Według twórców wielu różnych aplikacji do nagrywania rozmów, ich oprogramowanie nie będzie już działać z najnowszą wersją Androida, dzięki kilku zmianom wprowadzonym przez Google, aby specjalnie uniemożliwić aplikacjom innych firm przenoszenie tej funkcji na smartfony z Androidem.
Chociaż tę funkcję można łatwo zaimplementować do Androida Lollipop, Google zaprzestało oficjalnego interfejsu API nagrywania rozmów z Androidem Marshmallow, co utrudniło programistom wdrożenie tej funkcji na urządzeniach z Marshmallow i Nougat. Jednak w przypadku Androida Pie Google pozornie zatkał wszystkie dziury, aby uniemożliwić wprowadzenie aplikacji do nagrywania rozmów innej firmy bez rootowania.
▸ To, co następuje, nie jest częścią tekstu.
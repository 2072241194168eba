//! Serde helpers for raw payload bytes.
//!
//! Bodies travel as standard base64 strings so envelopes stay valid JSON
//! lines regardless of content type.

use base64::Engine;
use base64::engine::general_purpose::STANDARD;
use serde::{Deserialize, Deserializer, Serializer};

/// Serializes bytes as a base64 string.
pub fn serialize<S: Serializer>(bytes: &[u8], serializer: S) -> Result<S::Ok, S::Error> {
    serializer.serialize_str(&STANDARD.encode(bytes))
}

/// Deserializes bytes from a base64 string.
pub fn deserialize<'de, D: Deserializer<'de>>(deserializer: D) -> Result<Vec<u8>, D::Error> {
    let encoded = String::deserialize(deserializer)?;
    STANDARD
        .decode(encoded.as_bytes())
        .map_err(serde::de::Error::custom)
}

#[cfg(test)]
mod tests {
    use serde::{Deserialize, Serialize};

    #[derive(Debug, PartialEq, Serialize, Deserialize)]
    struct Payload {
        #[serde(with = "super")]
        body: Vec<u8>,
    }

    #[test]
    fn body_is_base64_on_the_wire() {
        let json = serde_json::to_value(Payload {
            body: b"hello".to_vec(),
        })
        .expect("serialize");
        assert_eq!(json["body"], "aGVsbG8=");
    }

    #[test]
    fn invalid_base64_is_rejected() {
        let result: Result<Payload, _> = serde_json::from_str(r#"{"body": "***"}"#);
        assert!(result.is_err());
    }
}
//! Request/response correlation over one worker stream.
//!
//! Every outbound trigger gets a ticket: a fresh id paired with a one-shot
//! channel. The read loop routes each inbound response to the ticket with
//! the same id, so many callers can share one stream and be answered in any
//! order.

use crate::error::AdapterError;
use crate::stream::{MessageSink, MessageSource};
use async_trait::async_trait;
use membrane_core::{Result, TicketId};
use membrane_trigger::{ClientContent, ServerMessage, Trigger, TriggerResponse};
use rootcause::prelude::Report;
use std::collections::HashMap;
use std::sync::{Arc, Mutex, MutexGuard, PoisonError};
use tokio::sync::{mpsc, oneshot};
use tracing::{debug, instrument, warn};

/// Something that can deliver a trigger to a worker process and return its
/// response.
#[async_trait]
pub trait Adapter: Send + Sync {
    /// Sends a trigger and waits for the matching response.
    async fn handle_trigger(&self, trigger: Trigger) -> Result<TriggerResponse, AdapterError>;
}

/// Outstanding calls, plus whether the read loop has exited.
#[derive(Default)]
struct Tickets {
    waiting: HashMap<TicketId, oneshot::Sender<TriggerResponse>>,
    closed: bool,
}

/// Multiplexes trigger calls over a single worker stream.
pub struct CorrelationAdapter {
    sink: Arc<dyn MessageSink>,
    tickets: Mutex<Tickets>,
}

impl CorrelationAdapter {
    /// Creates an adapter writing to the given sink.
    pub fn new(sink: Arc<dyn MessageSink>) -> Self {
        Self {
            sink,
            tickets: Mutex::new(Tickets::default()),
        }
    }

    fn tickets(&self) -> MutexGuard<'_, Tickets> {
        self.tickets.lock().unwrap_or_else(PoisonError::into_inner)
    }

    /// Registers a new outstanding call.
    ///
    /// # Errors
    ///
    /// Returns [`AdapterError::StreamClosed`] once the read loop has exited.
    pub fn new_ticket(
        &self,
    ) -> Result<(TicketId, oneshot::Receiver<TriggerResponse>), AdapterError> {
        let mut tickets = self.tickets();
        if tickets.closed {
            return Err(AdapterError::StreamClosed.into());
        }
        let (tx, rx) = oneshot::channel();
        let mut id = TicketId::new();
        while tickets.waiting.contains_key(&id) {
            id = TicketId::new();
        }
        tickets.waiting.insert(id, tx);
        Ok((id, rx))
    }

    /// Removes an outstanding call and returns the sender that completes it.
    ///
    /// # Errors
    ///
    /// Returns [`AdapterError::UnknownTicket`] if no call with this id is
    /// outstanding.
    pub fn resolve_ticket(
        &self,
        id: &TicketId,
    ) -> Result<oneshot::Sender<TriggerResponse>, AdapterError> {
        self.tickets()
            .waiting
            .remove(id)
            .ok_or_else(|| AdapterError::unknown_ticket(id).into())
    }

    /// Number of calls still waiting for a response.
    pub fn pending(&self) -> usize {
        self.tickets().waiting.len()
    }

    /// Sends a handshake acknowledgement, or a rejection when `error` is set.
    ///
    /// # Errors
    ///
    /// Returns [`AdapterError::SendFailed`] if the stream cannot be written.
    pub async fn acknowledge(&self, id: &str, error: Option<String>) -> Result<(), AdapterError> {
        self.sink
            .send(ServerMessage::init_response(id, error))
            .await
            .map_err(|e| AdapterError::SendFailed {
                message: e.to_string(),
            })?;
        Ok(())
    }

    /// Runs the read loop until the stream fails, closes, or violates the
    /// protocol.
    ///
    /// The terminating fault is sent on `faults`. Outstanding calls are
    /// released with [`AdapterError::StreamClosed`] before returning, and
    /// later calls fail the same way.
    pub async fn start<S: MessageSource>(
        &self,
        mut source: S,
        faults: mpsc::UnboundedSender<Report<AdapterError>>,
    ) {
        let fault: Report<AdapterError> = loop {
            let message = match source.recv().await {
                Ok(Some(message)) => message,
                Ok(None) => break AdapterError::StreamClosed.into(),
                Err(e) => {
                    break AdapterError::Stream {
                        message: e.to_string(),
                    }
                    .into();
                }
            };

            match message.content {
                ClientContent::InitRequest(_) => {
                    if let Err(report) = self.acknowledge(&message.id, None).await {
                        break report;
                    }
                }
                ClientContent::TriggerResponse(response) => {
                    if let Err(report) = self.deliver(&message.id, response) {
                        break report;
                    }
                }
            }
        };

        let abandoned = self.abandon_all();
        warn!(abandoned, error = %fault, "worker stream terminated");
        if faults.send(fault).is_err() {
            debug!("no listener for worker stream fault");
        }
    }

    fn deliver(&self, id: &str, response: TriggerResponse) -> Result<(), AdapterError> {
        let ticket: TicketId = id.parse().map_err(|_| AdapterError::UnknownTicket {
            id: id.to_string(),
        })?;
        let sender = self.resolve_ticket(&ticket)?;
        if sender.send(response).is_err() {
            debug!(%ticket, "caller stopped waiting for response");
        }
        Ok(())
    }

    fn withdraw(&self, id: &TicketId) {
        self.tickets().waiting.remove(id);
    }

    fn abandon_all(&self) -> usize {
        let mut tickets = self.tickets();
        tickets.closed = true;
        let count = tickets.waiting.len();
        tickets.waiting.clear();
        count
    }
}

#[async_trait]
impl Adapter for CorrelationAdapter {
    #[instrument(skip_all, fields(kind = %trigger.kind()))]
    async fn handle_trigger(&self, trigger: Trigger) -> Result<TriggerResponse, AdapterError> {
        let (id, response) = self.new_ticket()?;

        if let Err(e) = self
            .sink
            .send(ServerMessage::trigger_request(id.to_string(), trigger))
            .await
        {
            self.withdraw(&id);
            return Err(AdapterError::SendFailed {
                message: e.to_string(),
            }
            .into());
        }
        debug!(ticket = %id, "trigger sent");

        let response = response.await.map_err(|_| AdapterError::StreamClosed)?;
        Ok(response)
    }
}

#[cfg(test)]
mod tests {
    use super::*;
    use crate::channel::{self, WorkerEnd};
    use membrane_trigger::{ClientMessage, ServerContent, WorkerRegistration};
    use std::collections::HashSet;

    fn connected() -> (
        Arc<CorrelationAdapter>,
        channel::ChannelSource,
        WorkerEnd,
    ) {
        let (sink, source, worker) = channel::pair();
        (
            Arc::new(CorrelationAdapter::new(Arc::new(sink))),
            source,
            worker,
        )
    }

    fn spawn_read_loop(
        adapter: &Arc<CorrelationAdapter>,
        source: channel::ChannelSource,
    ) -> mpsc::UnboundedReceiver<Report<AdapterError>> {
        let (faults_tx, faults_rx) = mpsc::unbounded_channel();
        let adapter = Arc::clone(adapter);
        tokio::spawn(async move { adapter.start(source, faults_tx).await });
        faults_rx
    }

    async fn next_request(worker: &mut WorkerEnd) -> (String, Trigger) {
        match worker.recv().await.expect("request") {
            ServerMessage {
                id,
                content: ServerContent::TriggerRequest(trigger),
            } => (id, trigger),
            other => panic!("expected trigger request, got {other:?}"),
        }
    }

    #[test]
    fn resolve_returns_the_paired_sender_and_removes_it() {
        let (adapter, _source, _worker) = connected();
        let (id, mut rx) = adapter.new_ticket().expect("ticket");
        assert_eq!(adapter.pending(), 1);

        let tx = adapter.resolve_ticket(&id).expect("resolve");
        tx.send(TriggerResponse::Topic { success: true })
            .expect("deliver");
        assert_eq!(
            rx.try_recv().expect("paired receiver"),
            TriggerResponse::Topic { success: true }
        );
        assert_eq!(adapter.pending(), 0);

        let err = adapter.resolve_ticket(&id).unwrap_err();
        assert!(err.to_string().contains("no outstanding ticket"));
    }

    #[test]
    fn concurrent_tickets_are_unique() {
        let (adapter, _source, _worker) = connected();
        let ids: Vec<TicketId> = std::thread::scope(|scope| {
            let handles: Vec<_> = (0..8)
                .map(|_| {
                    scope.spawn(|| {
                        (0..50)
                            .map(|_| adapter.new_ticket().expect("ticket").0)
                            .collect::<Vec<_>>()
                    })
                })
                .collect();
            handles
                .into_iter()
                .flat_map(|handle| handle.join().expect("thread"))
                .collect()
        });

        let unique: HashSet<_> = ids.iter().collect();
        assert_eq!(unique.len(), 400);
        assert_eq!(adapter.pending(), 400);
    }

    #[tokio::test]
    async fn out_of_order_responses_reach_their_callers() {
        let (adapter, source, mut worker) = connected();
        let _faults = spawn_read_loop(&adapter, source);

        let first = tokio::spawn({
            let adapter = Arc::clone(&adapter);
            async move { adapter.handle_trigger(Trigger::topic("first", Vec::new())).await }
        });
        let (first_id, _) = next_request(&mut worker).await;
        let second = tokio::spawn({
            let adapter = Arc::clone(&adapter);
            async move { adapter.handle_trigger(Trigger::http("GET", "/second")).await }
        });
        let (second_id, _) = next_request(&mut worker).await;

        worker
            .send(ClientMessage::response(
                second_id,
                TriggerResponse::outcome(membrane_trigger::TriggerKind::Http, true),
            ))
            .expect("answer second");
        worker
            .send(ClientMessage::response(
                first_id,
                TriggerResponse::Topic { success: false },
            ))
            .expect("answer first");

        let second = second.await.expect("join").expect("second response");
        let first = first.await.expect("join").expect("first response");
        assert_eq!(second.kind(), membrane_trigger::TriggerKind::Http);
        assert_eq!(first, TriggerResponse::Topic { success: false });
        assert_eq!(adapter.pending(), 0);
    }

    #[tokio::test]
    async fn init_requests_are_acknowledged() {
        let (adapter, source, mut worker) = connected();
        let _faults = spawn_read_loop(&adapter, source);

        worker
            .send(ClientMessage::init(WorkerRegistration::CatchAll))
            .expect("send init");
        assert_eq!(
            worker.recv().await,
            Some(ServerMessage::init_response("", None))
        );
    }

    #[tokio::test]
    async fn stream_close_releases_outstanding_callers() {
        let (adapter, source, mut worker) = connected();
        let mut faults = spawn_read_loop(&adapter, source);

        let call = tokio::spawn({
            let adapter = Arc::clone(&adapter);
            async move { adapter.handle_trigger(Trigger::topic("orders", Vec::new())).await }
        });
        next_request(&mut worker).await;
        drop(worker);

        let err = call.await.expect("join").unwrap_err();
        assert!(err.to_string().contains("worker stream closed"));
        let fault = faults.recv().await.expect("fault");
        assert!(fault.to_string().contains("worker stream closed"));
        assert_eq!(adapter.pending(), 0);
    }

    #[tokio::test]
    async fn unknown_ticket_is_fatal() {
        let (adapter, source, worker) = connected();
        let mut faults = spawn_read_loop(&adapter, source);
        let (_id, _rx) = adapter.new_ticket().expect("ticket");

        worker
            .send(ClientMessage::response(
                TicketId::new().to_string(),
                TriggerResponse::Topic { success: true },
            ))
            .expect("send stray response");

        let fault = faults.recv().await.expect("fault");
        assert!(fault.to_string().contains("no outstanding ticket"));
        assert_eq!(adapter.pending(), 0);
    }

    #[tokio::test]
    async fn calls_after_the_read_loop_exits_are_refused() {
        let (adapter, source, mut worker) = connected();
        let mut faults = spawn_read_loop(&adapter, source);

        worker
            .send(ClientMessage::response(
                TicketId::new().to_string(),
                TriggerResponse::Topic { success: true },
            ))
            .expect("send stray response");
        faults.recv().await.expect("fault");

        // The worker end is still writable, so only the closed state stops the call.
        let outcome = tokio::time::timeout(
            std::time::Duration::from_secs(2),
            adapter.handle_trigger(Trigger::topic("orders", Vec::new())),
        )
        .await
        .expect("call returns instead of waiting");
        let err = outcome.unwrap_err();
        assert!(err.to_string().contains("worker stream closed"));
        assert_eq!(adapter.pending(), 0);
        assert!(adapter.new_ticket().is_err());
    }

    #[tokio::test]
    async fn send_failure_withdraws_the_ticket() {
        let (adapter, source, worker) = connected();
        drop(source);
        drop(worker);

        let err = adapter
            .handle_trigger(Trigger::http("GET", "/"))
            .await
            .unwrap_err();
        assert!(err.to_string().contains("failed to send to worker"));
        assert_eq!(adapter.pending(), 0);
    }
}
//! The worker abstraction.
//!
//! A worker declares which triggers it accepts (`matches`) and how it handles
//! them. Most variants forward to a remote worker process through an
//! [`Adapter`]; the pool only ever sees `dyn Worker`.

use crate::adapter::Adapter;
use crate::error::WorkerError;
use async_trait::async_trait;
use membrane_core::{Result, WorkerId};
use membrane_trigger::{NotificationTarget, Trigger, TriggerResponse};
use rootcause::prelude::ResultExt;
use std::fmt;
use std::sync::Arc;

/// The variant of a worker, used for dispatch priority and logging.
#[derive(Debug, Clone, Copy, PartialEq, Eq, Hash)]
pub enum WorkerKind {
    CatchAll,
    Route,
    Subscription,
    Schedule,
    BucketNotification,
    Websocket,
    LocalHttpForward,
}

impl fmt::Display for WorkerKind {
    fn fmt(&self, f: &mut fmt::Formatter<'_>) -> fmt::Result {
        let name = match self {
            Self::CatchAll => "catch-all",
            Self::Route => "route",
            Self::Subscription => "subscription",
            Self::Schedule => "schedule",
            Self::BucketNotification => "bucket-notification",
            Self::Websocket => "websocket",
            Self::LocalHttpForward => "local-http-forward",
        };
        f.write_str(name)
    }
}

/// A registered handler for a subset of triggers.
#[async_trait]
pub trait Worker: Send + Sync {
    /// Identity used for removal.
    fn id(&self) -> WorkerId;

    /// The worker's variant.
    fn kind(&self) -> WorkerKind;

    /// Returns true if this worker accepts the trigger.
    fn matches(&self, trigger: &Trigger) -> bool;

    /// Handles a trigger and returns its response.
    async fn handle(&self, trigger: Trigger) -> Result<TriggerResponse, WorkerError>;

    /// The bucket registration, for bucket notification workers only.
    fn notification_target(&self) -> Option<&NotificationTarget> {
        None
    }
}

/// Forwards a trigger through a worker's adapter and checks the response
/// kind against the trigger kind.
pub(crate) async fn forward(
    worker_id: WorkerId,
    adapter: Option<&Arc<dyn Adapter>>,
    trigger: Trigger,
) -> Result<TriggerResponse, WorkerError> {
    let adapter = adapter.ok_or(WorkerError::NoAdapter { worker_id })?;
    let expected = trigger.kind();

    let response = adapter
        .handle_trigger(trigger)
        .await
        .context(WorkerError::Forward { worker_id })?;

    let actual = response.kind();
    if actual != expected {
        return Err(WorkerError::UnexpectedResponse { expected, actual }.into());
    }
    Ok(response)
}

#[cfg(test)]
pub(crate) mod testing {
    //! Adapters for exercising workers without a stream.

    use super::*;
    use crate::error::AdapterError;
    use std::sync::Mutex;

    /// Records every trigger it receives and answers with a fixed response.
    pub struct RecordingAdapter {
        pub received: Mutex<Vec<Trigger>>,
        pub response: Option<TriggerResponse>,
    }

    impl RecordingAdapter {
        /// Answers every trigger with a successful outcome of the same kind.
        pub fn succeeding() -> Arc<Self> {
            Arc::new(Self {
                received: Mutex::new(Vec::new()),
                response: None,
            })
        }

        /// Answers every trigger with `response`.
        pub fn answering(response: TriggerResponse) -> Arc<Self> {
            Arc::new(Self {
                received: Mutex::new(Vec::new()),
                response: Some(response),
            })
        }

        pub fn last(&self) -> Option<Trigger> {
            self.received.lock().unwrap().last().cloned()
        }
    }

    #[async_trait]
    impl Adapter for RecordingAdapter {
        async fn handle_trigger(
            &self,
            trigger: Trigger,
        ) -> Result<TriggerResponse, AdapterError> {
            let kind = trigger.kind();
            self.received.lock().unwrap().push(trigger);
            Ok(self
                .response
                .clone()
                .unwrap_or_else(|| TriggerResponse::outcome(kind, true)))
        }
    }

    /// Fails every call as if the stream had closed.
    pub struct ClosedAdapter;

    #[async_trait]
    impl Adapter for ClosedAdapter {
        async fn handle_trigger(
            &self,
            _trigger: Trigger,
        ) -> Result<TriggerResponse, AdapterError> {
            Err(AdapterError::StreamClosed.into())
        }
    }
}
//! Tracing decorator for workers.
//!
//! Wraps `handle` in a span named after the trigger, following the
//! OpenTelemetry field conventions so an exporter layer can pick them up.

use crate::error::WorkerError;
use crate::worker::{Worker, WorkerKind};
use async_trait::async_trait;
use membrane_core::{Result, WorkerId};
use membrane_trigger::{NotificationTarget, Trigger, TriggerResponse};
use std::sync::Arc;
use tracing::field::Empty;
use tracing::{Instrument, Span};

/// A worker whose trigger handling is traced.
pub struct InstrumentedWorker {
    inner: Arc<dyn Worker>,
}

impl InstrumentedWorker {
    pub fn new(inner: Arc<dyn Worker>) -> Self {
        Self { inner }
    }
}

fn trigger_span(worker: &dyn Worker, trigger: &Trigger) -> Span {
    let span = tracing::info_span!(
        "handle_trigger",
        otel.name = Empty,
        otel.status_code = Empty,
        worker.id = %worker.id(),
        worker.kind = %worker.kind(),
        trigger.kind = %trigger.kind(),
        http.method = Empty,
        http.target = Empty,
        http.status_code = Empty,
        messaging.destination = Empty,
        error.message = Empty,
    );

    match trigger {
        Trigger::Http(http) => {
            span.record("otel.name", format!("{} {}", http.method, http.path).as_str());
            span.record("http.method", http.method.as_str());
            span.record("http.target", http.path.as_str());
        }
        Trigger::Topic(topic) => {
            span.record("otel.name", format!("topic-{}", topic.topic).as_str());
            span.record("messaging.destination", topic.topic.as_str());
        }
        Trigger::Notification(notification) => {
            span.record(
                "otel.name",
                format!("notification-{}", notification.bucket).as_str(),
            );
        }
        Trigger::Websocket(websocket) => {
            span.record("otel.name", format!("websocket-{}", websocket.socket).as_str());
        }
    }
    span
}

#[async_trait]
impl Worker for InstrumentedWorker {
    fn id(&self) -> WorkerId {
        self.inner.id()
    }

    fn kind(&self) -> WorkerKind {
        self.inner.kind()
    }

    fn matches(&self, trigger: &Trigger) -> bool {
        self.inner.matches(trigger)
    }

    async fn handle(&self, trigger: Trigger) -> Result<TriggerResponse, WorkerError> {
        let span = trigger_span(self.inner.as_ref(), &trigger);

        let result = self.inner.handle(trigger).instrument(span.clone()).await;
        match &result {
            Ok(response) => {
                span.record("otel.status_code", "OK");
                if let TriggerResponse::Http(http) = response {
                    span.record("http.status_code", http.status);
                }
            }
            Err(report) => {
                span.record("otel.status_code", "ERROR");
                span.record("error.message", tracing::field::display(report));
            }
        }
        result
    }

    fn notification_target(&self) -> Option<&NotificationTarget> {
        self.inner.notification_target()
    }
}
Chociaż producenci telefonów mogą nadal wdrażać własne rozwiązania umożliwiające nagrywanie rozmów, całkowita niedostępność rozwiązań innych firm musi być głównym powodem do niepokoju dla wielu użytkowników. Nie jest od razu jasne, co zmotywowało Google do usunięcia tej funkcji, biorąc pod uwagę, że firma nie wydała jeszcze oficjalnego oświadczenia w tej sprawie.
Nagrywanie rozmów to ważna funkcja, która nie tylko pomaga w egzekwowaniu prawa, ale także umożliwia użytkownikom nagrywanie spamu lub podejrzanych połączeń do celów prawnych. Wielu użytkowników mediów społecznościowych zauważyło również, że nagrania rozmów pomogły im wygrać uzasadnione sprawy sądowe, odzyskać straty finansowe, wysłuchać głosu bliskich, którzy zmarli, a nawet uratować im życie! Dlatego najnowsze osiągnięcia są równie niepokojące, co zaskakujące.
Krążyły kiedyś pogłoski, że Google wprowadził tę funkcję natywnie w Android Pie, ale później zgłoszono, że ta wiadomość jest nieprawidłowa. Jednak wciąż jest trochę szokujące, że firma poszła w zupełnie odwrotną stronę i zamknęła wszystkie ścieżki dla programistów.